E agora vou ali ler uma coisa muito interessante do Eco sobre como reconhecer as falsidades (Reconnaître le faux, Grasset, 2022 para esta edição de bolso de algo com pouco mais de meia centena de páginas, mas muitas citações deliciosas sobre aldrabões e aldrabices), apenas para confirmar evidências.

Então, Dia 21, Lá Irei Vigiar…

… a inútil prova de Matemática para alunos do 9º ano. Eu e mais outro colega na mesma sala, mais umas dezenas pela escola, acrescendo o pessoal suplente, o secretariado e mais a polícia que traz e leva as provas e depois os classificadores (codificadores?), tudo multiplicado pelo país para fingir que se está a fazer alguma coisa a sério. Porque até os alunos já perceberam que é um total fingimento. Ao não terem consequências na progressão dos alunos e os “resultados” só chegarem às escolas no início do próximo ano lectivo, desaparece qualquer efeito com interesse para os alunos que fazem estas provas, pois no caso das Básicas até ao 9º nem sequer lá estarão, na sua esmagadora maioria (só algum distraído que fique retido, mas esses quase nunca aparecem sequer). E mesmo no caso de Secundárias, para quem for para áreas de estudos sem Matemática, é a mesma coisa em termos de utilidade zero. Ahhh… deixam ensinamentos para os alunos dos anos que ainda aí estão por vir… sim, pois, mas para isso não chegará “maiar” no sentido do sucesso?

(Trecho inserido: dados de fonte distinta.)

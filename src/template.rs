//! Template Resolution - `{placeholder}` substitution
//!
//! String fields of a capability may contain `{placeholder}` markers that
//! are substituted from the per-invocation [`BindingContext`]. Parsing
//! happens once (a literal string parses to `None`), binding happens per
//! invocation and is pure: the same template with the same context always
//! yields the same string, safe to call concurrently.
//!
//! Two resolution modes:
//! - [`ResolveMode::Lenient`] (default): unknown placeholders bind to the
//!   empty string, preserving legacy host behavior.
//! - [`ResolveMode::Strict`]: unknown placeholders fail with the offending
//!   placeholder name.

use std::sync::LazyLock;

use regex::Regex;
use rustc_hash::FxHashMap;
use serde_json::Value;
use smallvec::SmallVec;
use uuid::Uuid;

use crate::error::{BindError, Result};

/// Pre-compiled regex for `{placeholder}` markers (no nested braces).
static PLACEHOLDER_RE: LazyLock<Regex> = LazyLock::new(|| {
    Regex::new(r"\{([^{}]+)\}").unwrap()
});

/// How unknown placeholders are handled during binding.
#[derive(Debug, Clone, Copy, PartialEq, Eq, Default)]
pub enum ResolveMode {
    #[default]
    Lenient,
    Strict,
}

#[derive(Debug, Clone, PartialEq)]
enum Segment {
    Literal(String),
    Placeholder(String),
}

/// A parsed template, alternating literal and placeholder segments.
#[derive(Debug, Clone, PartialEq)]
pub struct Template {
    raw: String,
    segments: SmallVec<[Segment; 4]>,
}

impl Template {
    /// Parse a string into a template.
    ///
    /// Returns `None` when the string contains no complete `{name}` pair;
    /// such strings are literals and skip per-invocation resolution.
    pub fn parse(raw: &str) -> Option<Self> {
        if !raw.contains('{') {
            return None;
        }

        let mut segments: SmallVec<[Segment; 4]> = SmallVec::new();
        let mut last_end = 0;
        for cap in PLACEHOLDER_RE.captures_iter(raw) {
            let marker = cap.get(0).expect("capture group 0 always present");
            if marker.start() > last_end {
                segments.push(Segment::Literal(raw[last_end..marker.start()].to_string()));
            }
            segments.push(Segment::Placeholder(cap[1].to_string()));
            last_end = marker.end();
        }

        if last_end == 0 {
            // a stray '{' with no closing brace is a literal
            return None;
        }
        if last_end < raw.len() {
            segments.push(Segment::Literal(raw[last_end..].to_string()));
        }

        Some(Self {
            raw: raw.to_string(),
            segments,
        })
    }

    /// The original template text.
    pub fn raw(&self) -> &str {
        &self.raw
    }

    /// Placeholder names in order of appearance, for static validation.
    pub fn placeholders(&self) -> impl Iterator<Item = &str> {
        self.segments.iter().filter_map(|segment| match segment {
            Segment::Placeholder(name) => Some(name.as_str()),
            Segment::Literal(_) => None,
        })
    }

    /// Substitute placeholders from the invocation context.
    pub fn bind(&self, ctx: &BindingContext, mode: ResolveMode) -> Result<String> {
        let mut out = String::with_capacity(self.raw.len() + 16);
        for segment in &self.segments {
            match segment {
                Segment::Literal(text) => out.push_str(text),
                Segment::Placeholder(name) => match ctx.get(name) {
                    Some(value) => out.push_str(value),
                    None if mode == ResolveMode::Strict => {
                        return Err(BindError::UnresolvedPlaceholder {
                            placeholder: name.clone(),
                            template: self.raw.clone(),
                        });
                    }
                    None => {}
                },
            }
        }
        Ok(out)
    }
}

/// Quick check whether a string contains placeholder syntax.
pub fn has_markers(raw: &str) -> bool {
    raw.contains('{') && PLACEHOLDER_RE.is_match(raw)
}

/// Per-invocation placeholder values: trigger payload fields, invocation
/// id, and whatever else the dispatcher supplies. Lives for one invocation.
#[derive(Debug, Clone, Default)]
pub struct BindingContext {
    values: FxHashMap<String, String>,
}

impl BindingContext {
    pub fn new() -> Self {
        Self::default()
    }

    pub fn insert(&mut self, key: impl Into<String>, value: impl Into<String>) {
        self.values.insert(key.into(), value.into());
    }

    pub fn get(&self, key: &str) -> Option<&str> {
        self.values.get(key).map(String::as_str)
    }

    pub fn is_empty(&self) -> bool {
        self.values.is_empty()
    }

    pub fn len(&self) -> usize {
        self.values.len()
    }

    /// Build a context from a trigger payload: scalar top-level fields
    /// become placeholder values, plus a fresh `invocationId`. Nested
    /// objects and arrays are not addressable as flat placeholders.
    pub fn from_trigger_payload(payload: &Value) -> Self {
        let mut ctx = Self::new();
        ctx.insert("invocationId", Uuid::new_v4().to_string());
        if let Some(object) = payload.as_object() {
            for (key, value) in object {
                match value {
                    Value::String(s) => ctx.insert(key.clone(), s.clone()),
                    Value::Number(n) => ctx.insert(key.clone(), n.to_string()),
                    Value::Bool(b) => ctx.insert(key.clone(), b.to_string()),
                    _ => {}
                }
            }
        }
        ctx
    }
}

Estas pseudo “provas finais”, que só servem para “aferição”, são a preparação para a eliminação de qualquer avaliação externa das aprendizagens no Ensino Básico, de modo a regredirmos até ao início dos anos 90 do século XX, quando esta clique ideológica já estava quase a passar do primor da idade (e agora, tirando o seu ministro Costa, já estão bem para lá do prazo de validade dos danoninhos em termos de “inovação” intelectual). E depois teremos psicólogos como os de ontem a recuperar as teses da Educação finlandesa de então, associando-a a níveis de felicidade míticos e de desenvolvimento humano que esquecem todo o contexto envolvente e um espírito ético que (mesmo que Weber não estivesse plenamente certo) por cá escasseia mais do que professores abaixo da trintena.

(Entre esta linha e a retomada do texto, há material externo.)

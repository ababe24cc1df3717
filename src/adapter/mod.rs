//! Binding Adapter - registration-to-release orchestration
//!
//! Lifecycle of one binding:
//!
//! ```text
//! Unbound -> MetadataResolved -> CapabilitiesPlanned
//!                                      | per invocation
//!                                      v
//!                        (TemplatesResolved, skipped when static)
//!                                      |
//!                                      v
//!                                   Bound -> Released
//! ```
//!
//! Registration resolves the provider, builds the capability blueprints
//! once and validates every blueprint through the construction engine, so
//! signature mismatches fail the function registration rather than an
//! invocation. Per invocation, templated string values are re-resolved
//! against that invocation's context and the final instances are built;
//! non-templated bindings reuse instances cached at registration.

mod channel;

pub use channel::{ByteStream, Collector, Payload, ValueChannel};

use std::sync::Arc;

use serde_json::Value;
use tracing::{debug, warn};

use crate::descriptor::{CapabilityBlueprint, CapabilityDescriptor, ValueShape};
use crate::engine::{construct, CapabilityInstance, NamedValues};
use crate::error::{BindError, Result};
use crate::metadata::{Direction, MetadataMap};
use crate::provider::ProviderRegistry;
use crate::template::{BindingContext, ResolveMode, Template};

/// Lifecycle states of a binding, registration through release.
#[derive(Debug, Clone, Copy, PartialEq, Eq)]
pub enum BindState {
    Unbound,
    MetadataResolved,
    CapabilitiesPlanned,
    TemplatesResolved,
    Bound,
    Released,
}

/// One registered binding: descriptor, planned capabilities, and the
/// per-invocation bind entry points. Immutable after registration and safe
/// to share across concurrent invocations.
pub struct BindingAdapter {
    metadata: MetadataMap,
    descriptor: Box<dyn CapabilityDescriptor>,
    blueprints: Vec<CapabilityBlueprint>,
    static_instances: Option<Arc<Vec<CapabilityInstance>>>,
    mode: ResolveMode,
}

impl std::fmt::Debug for BindingAdapter {
    fn fmt(&self, f: &mut std::fmt::Formatter<'_>) -> std::fmt::Result {
        f.debug_struct("BindingAdapter")
            .field("metadata", &self.metadata)
            .field("blueprints", &self.blueprints)
            .field("static_instances", &self.static_instances)
            .field("mode", &self.mode)
            .finish()
    }
}

impl BindingAdapter {
    /// Register one binding declaration: resolve the provider, plan the
    /// capabilities, and validate every plan.
    pub fn register(registry: &ProviderRegistry, declaration: &Value) -> Result<Self> {
        let metadata = MetadataMap::from_value(declaration)?;
        let descriptor = registry.resolve(&metadata)?;
        debug!(
            binding = metadata.name(),
            binding_type = metadata.binding_type(),
            "binding metadata resolved"
        );

        let blueprints = descriptor.build_capabilities()?;
        if blueprints.is_empty() {
            return Err(BindError::InvalidBindingConfiguration {
                binding: metadata.name().to_string(),
                reason: "descriptor produced no capabilities".to_string(),
            });
        }

        // Fail fast: every blueprint must satisfy a signature even before
        // templates are resolved.
        for blueprint in &blueprints {
            construct(&blueprint.values, &blueprint.shape)?;
        }

        let templated = blueprints.iter().any(|blueprint| {
            blueprint
                .values
                .iter()
                .any(|(_, value)| matches!(value, Value::String(s) if Template::parse(s).is_some()))
        });

        let mut adapter = Self {
            metadata,
            descriptor,
            blueprints,
            static_instances: None,
            mode: ResolveMode::Lenient,
        };
        if !templated {
            let instances = adapter.instantiate_all(None)?;
            adapter.static_instances = Some(Arc::new(instances));
        }
        debug!(
            binding = adapter.metadata.name(),
            templated, "capabilities planned"
        );
        Ok(adapter)
    }

    /// Set the template resolution mode (lenient by default).
    pub fn with_mode(mut self, mode: ResolveMode) -> Self {
        self.mode = mode;
        self
    }

    pub fn binding_name(&self) -> &str {
        self.metadata.name()
    }

    pub fn direction(&self) -> Direction {
        self.descriptor.direction()
    }

    pub fn is_trigger(&self) -> bool {
        self.descriptor.is_trigger()
    }

    pub fn value_shape(&self) -> ValueShape {
        self.descriptor.default_value_shape()
    }

    /// Whether any capability value carries template markers. Templated
    /// bindings rebuild their instances on every invocation.
    pub fn is_templated(&self) -> bool {
        self.static_instances.is_none()
    }

    fn instantiate_all(&self, ctx: Option<&BindingContext>) -> Result<Vec<CapabilityInstance>> {
        let mut instances = Vec::with_capacity(self.blueprints.len());
        for blueprint in &self.blueprints {
            let values = match ctx {
                Some(ctx) => resolve_values(&blueprint.values, ctx, self.mode)?,
                None => blueprint.values.clone(),
            };
            let plan = construct(&values, &blueprint.shape)?;
            instances.push(blueprint.shape.instantiate(&plan));
        }
        Ok(instances)
    }

    /// Capability instances for one invocation, templates resolved.
    /// Instance order follows the descriptor's blueprint order.
    pub fn capabilities(&self, ctx: &BindingContext) -> Result<Vec<CapabilityInstance>> {
        if let Some(cached) = &self.static_instances {
            return Ok(cached.as_ref().clone());
        }
        self.instantiate_all(Some(ctx))
    }

    /// The primary capability instance for one invocation.
    pub fn primary(&self, ctx: &BindingContext) -> Result<CapabilityInstance> {
        self.capabilities(ctx)?
            .into_iter()
            .next()
            .ok_or_else(|| BindError::InvalidBindingConfiguration {
                binding: self.metadata.name().to_string(),
                reason: "descriptor produced no capabilities".to_string(),
            })
    }

    /// Bind for one invocation, dispatching on the descriptor's value
    /// shape. The returned binding owns any scoped resources; callers must
    /// `release()` it when the invocation ends.
    pub async fn bind(
        &self,
        ctx: &BindingContext,
        channel: &dyn ValueChannel,
    ) -> Result<BoundBinding> {
        let primary = self.primary(ctx)?;
        let shape = self.value_shape();
        let direction = self.direction();
        debug!(
            binding = self.binding_name(),
            shape = shape.label(),
            "binding value"
        );

        let mut bound = BoundBinding::new(self.binding_name().to_string(), shape);
        match shape {
            ValueShape::RawBytes | ValueShape::Text | ValueShape::StructuredObject => {
                if !direction.is_read() {
                    return Err(BindError::UnsupportedValueShape {
                        binding: self.binding_name().to_string(),
                        shape: shape.label().to_string(),
                        direction: direction.access_str().to_string(),
                    });
                }
                let payload = channel.read_all(&primary).await?;
                bound.payload = Some(match shape {
                    ValueShape::RawBytes => Payload::Bytes(payload.into_bytes()?),
                    ValueShape::Text => Payload::Text(payload.into_text()?),
                    _ => Payload::Structured(payload.into_structured()?),
                });
            }
            ValueShape::ByteStream => {
                let stream = if direction == Direction::Read {
                    channel.open_read(&primary).await?
                } else {
                    channel.open_write(&primary).await?
                };
                bound.stream = Some(stream);
            }
            ValueShape::WriteCollector(_) => {
                bound.collector = Some(channel.collector(&primary).await?);
            }
        }
        Ok(bound)
    }
}

/// Register one function's binding set. The first configuration error
/// aborts that function's registration; other functions are unaffected.
pub fn register_all(
    registry: &ProviderRegistry,
    declarations: &[Value],
) -> Result<Vec<BindingAdapter>> {
    declarations
        .iter()
        .map(|declaration| BindingAdapter::register(registry, declaration))
        .collect()
}

/// Resolve every templated string value in a bag against the context.
fn resolve_values(
    values: &NamedValues,
    ctx: &BindingContext,
    mode: ResolveMode,
) -> Result<NamedValues> {
    let mut resolved = NamedValues::new();
    for (name, value) in values.iter() {
        match value {
            Value::String(raw) => match Template::parse(raw) {
                Some(template) => {
                    resolved.insert(name, Value::String(template.bind(ctx, mode)?));
                }
                None => resolved.insert(name, value.clone()),
            },
            _ => resolved.insert(name, value.clone()),
        }
    }
    Ok(resolved)
}

/// A binding in its `Bound` state: the fetched payload, or the scoped
/// stream/collector resources for the invocation.
///
/// `release()` consumes the binding, so resources are released at most
/// once; dropping an unreleased binding aborts them instead of leaking.
pub struct BoundBinding {
    binding: String,
    shape: ValueShape,
    state: BindState,
    payload: Option<Payload>,
    stream: Option<Box<dyn ByteStream>>,
    collector: Option<Box<dyn Collector>>,
}

impl std::fmt::Debug for BoundBinding {
    fn fmt(&self, f: &mut std::fmt::Formatter<'_>) -> std::fmt::Result {
        f.debug_struct("BoundBinding")
            .field("binding", &self.binding)
            .field("shape", &self.shape)
            .field("state", &self.state)
            .field("payload", &self.payload)
            .field("stream", &self.stream.is_some())
            .field("collector", &self.collector.is_some())
            .finish()
    }
}

impl BoundBinding {
    fn new(binding: String, shape: ValueShape) -> Self {
        Self {
            binding,
            shape,
            state: BindState::Bound,
            payload: None,
            stream: None,
            collector: None,
        }
    }

    pub fn state(&self) -> BindState {
        self.state
    }

    pub fn value_shape(&self) -> ValueShape {
        self.shape
    }

    /// The fetched value, for the whole-value read shapes.
    pub fn payload(&self) -> Option<&Payload> {
        self.payload.as_ref()
    }

    pub fn take_payload(&mut self) -> Option<Payload> {
        self.payload.take()
    }

    /// The open byte stream, for stream-shaped bindings.
    pub fn stream(&mut self) -> Option<&mut (dyn ByteStream + 'static)> {
        self.stream.as_deref_mut()
    }

    /// Append a value to the write collector.
    pub async fn append(&mut self, value: Payload) -> Result<()> {
        match self.collector.as_mut() {
            Some(collector) => collector.append(value).await,
            None => Err(BindError::NoCollector {
                binding: self.binding.clone(),
            }),
        }
    }

    /// Release scoped resources: flush the collector, close the stream.
    /// Consuming `self` guarantees this runs at most once; the drop guard
    /// covers bindings abandoned on failure paths.
    pub async fn release(mut self) -> Result<()> {
        self.state = BindState::Released;
        let mut result = Ok(());

        if let Some(mut collector) = self.collector.take() {
            if let Err(err) = collector.flush().await {
                result = Err(err);
            }
        }
        if let Some(mut stream) = self.stream.take() {
            if let Err(err) = stream.close().await {
                if result.is_ok() {
                    result = Err(err);
                }
            }
        }

        debug!(binding = %self.binding, "binding released");
        result
    }
}

impl Drop for BoundBinding {
    fn drop(&mut self) {
        // release() drains these; anything left means the invocation bailed
        // without releasing, so abort the resources instead of leaking them.
        if let Some(mut collector) = self.collector.take() {
            collector.abort();
            warn!(binding = %self.binding, "collector aborted without release");
        }
        if let Some(mut stream) = self.stream.take() {
            stream.abort();
            warn!(binding = %self.binding, "stream aborted without release");
        }
    }
}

Mas lá irei eu (mais o colega contratado, acima da quarentena) “vigiar” algo que é de uma inutilidade atroz e que só servirá para que este envelhecido professor perca duas horas da sua vida, enquanto reprime a vontade de perguntar a quem aparecer, porque raio se deram ao trabalho de o fazer. Acaso serão éticos finlandeses disfarçados de descontraídos latinos? Lá irei vigiar uma prova que espero consiga ter sido feita sem necessidade de erratas de última hora, prova essa que, com todas as outras feitas este ano no Básico, servem mais para justificar parte da existência do Santo Iavé do que outra coisa. Não sei se, como em ocasiões anteriores, com o calor que está, os alunos só poderão levar garrafas de água descaracterizadas, para não fazerem as cábulas que o próprio enunciado fornece em forma de formulário.

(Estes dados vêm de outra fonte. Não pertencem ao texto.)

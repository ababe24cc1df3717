//! Binding Providers - descriptor factories keyed by binding type
//!
//! Providers are registered in a caller-determined order and queried per
//! declaration. The registry queries *every* provider so that overlapping
//! claims on the same `type` surface as a configuration error instead of
//! silently resolving to whichever provider happened to be listed first.
//!
//! ## Modules
//!
//! - [`storage`] - queue and blob binding kinds
//! - [`messaging`] - service-bus and event-stream binding kinds
//! - [`generic`] - catch-all trigger kinds with a configured type list

pub mod generic;
pub mod messaging;
pub mod storage;

pub use generic::GenericTriggerProvider;
pub use messaging::{MessagingBindingProvider, StreamListener, StreamListenerRegistry};
pub use storage::StorageBindingProvider;

use parking_lot::Mutex;
use serde_json::Value;
use tracing::debug;

use crate::descriptor::CapabilityDescriptor;
use crate::error::{BindError, Result};
use crate::metadata::MetadataMap;

/// Factory for capability descriptors of the binding types one backend
/// supports.
pub trait BindingProvider: Send + Sync {
    /// Stable provider name, used in diagnostics.
    fn name(&self) -> &str;

    /// Create a descriptor if this provider claims the declaration's type.
    ///
    /// `Ok(None)` means the type is not claimed; `Err` means the type is
    /// claimed but the declaration is invalid for it.
    fn try_create(&self, metadata: &MetadataMap) -> Result<Option<Box<dyn CapabilityDescriptor>>>;

    /// One-time host-level hook, called before any descriptor is built.
    /// Providers configure shared backend resources here.
    fn initialize(&self, _host_metadata: &Value) -> Result<()> {
        Ok(())
    }
}

/// Ordered provider list with one-time initialization.
///
/// After `initialize` returns the registry is read-only and safe to share
/// across concurrent invocations.
pub struct ProviderRegistry {
    providers: Vec<Box<dyn BindingProvider>>,
    initialized: Mutex<bool>,
}

impl ProviderRegistry {
    pub fn new(providers: Vec<Box<dyn BindingProvider>>) -> Self {
        Self {
            providers,
            initialized: Mutex::new(false),
        }
    }

    /// Registry with the built-in storage and messaging providers.
    pub fn with_default_providers() -> Self {
        Self::new(vec![
            Box::new(StorageBindingProvider),
            Box::new(MessagingBindingProvider::new()),
        ])
    }

    /// Run every provider's host-level hook, at most once per process.
    ///
    /// Later calls are logged no-ops, so callers may invoke this defensively
    /// with empty host metadata.
    pub fn initialize(&self, host_metadata: &Value) -> Result<()> {
        let mut initialized = self.initialized.lock();
        if *initialized {
            debug!("provider registry already initialized, skipping");
            return Ok(());
        }
        *initialized = true;

        for provider in &self.providers {
            provider
                .initialize(host_metadata)
                .map_err(|err| BindError::ProviderInit {
                    provider: provider.name().to_string(),
                    reason: err.to_string(),
                })?;
        }
        Ok(())
    }

    /// Resolve the descriptor for one binding declaration.
    ///
    /// Zero claims is an unknown type; more than one claim is a host
    /// configuration error, reported rather than resolved by order.
    pub fn resolve(&self, metadata: &MetadataMap) -> Result<Box<dyn CapabilityDescriptor>> {
        let mut claims: Vec<(&str, Result<Box<dyn CapabilityDescriptor>>)> = Vec::new();
        for provider in &self.providers {
            match provider.try_create(metadata) {
                Ok(None) => {}
                Ok(Some(descriptor)) => claims.push((provider.name(), Ok(descriptor))),
                Err(err) => claims.push((provider.name(), Err(err))),
            }
        }

        if claims.is_empty() {
            return Err(BindError::UnknownBindingType {
                binding: metadata.name().to_string(),
                binding_type: metadata.binding_type().to_string(),
            });
        }
        if claims.len() > 1 {
            let providers = claims
                .iter()
                .map(|(name, _)| *name)
                .collect::<Vec<_>>()
                .join(", ");
            return Err(BindError::ProviderSelectionAmbiguous {
                binding_type: metadata.binding_type().to_string(),
                providers,
            });
        }

        let (provider, descriptor) = claims.remove(0);
        debug!(
            provider,
            binding = metadata.name(),
            binding_type = metadata.binding_type(),
            "provider claimed binding"
        );
        descriptor
    }
}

Isto é tudo muito parvo, mas, como escrevi, é uma necessária fase preparatória para o decretar do fim definitivo de qualquer prova externa no Ensino Básico que não seja “de aferição”. A pandemia, a este respeito, foi mesmo uma “oportunidade”. Pena é que me façam perder duas horas da minha vida que podia levar a ler um bom livro ou a observar o movimento das nuvens ou poeiras no céu azul. Como dizia uma pessoa da minha família, gente do antigamente, “mais valia estar a ***** em pé do que a fazer isso”, se é que me é permitido o plebeísmo arcaizante.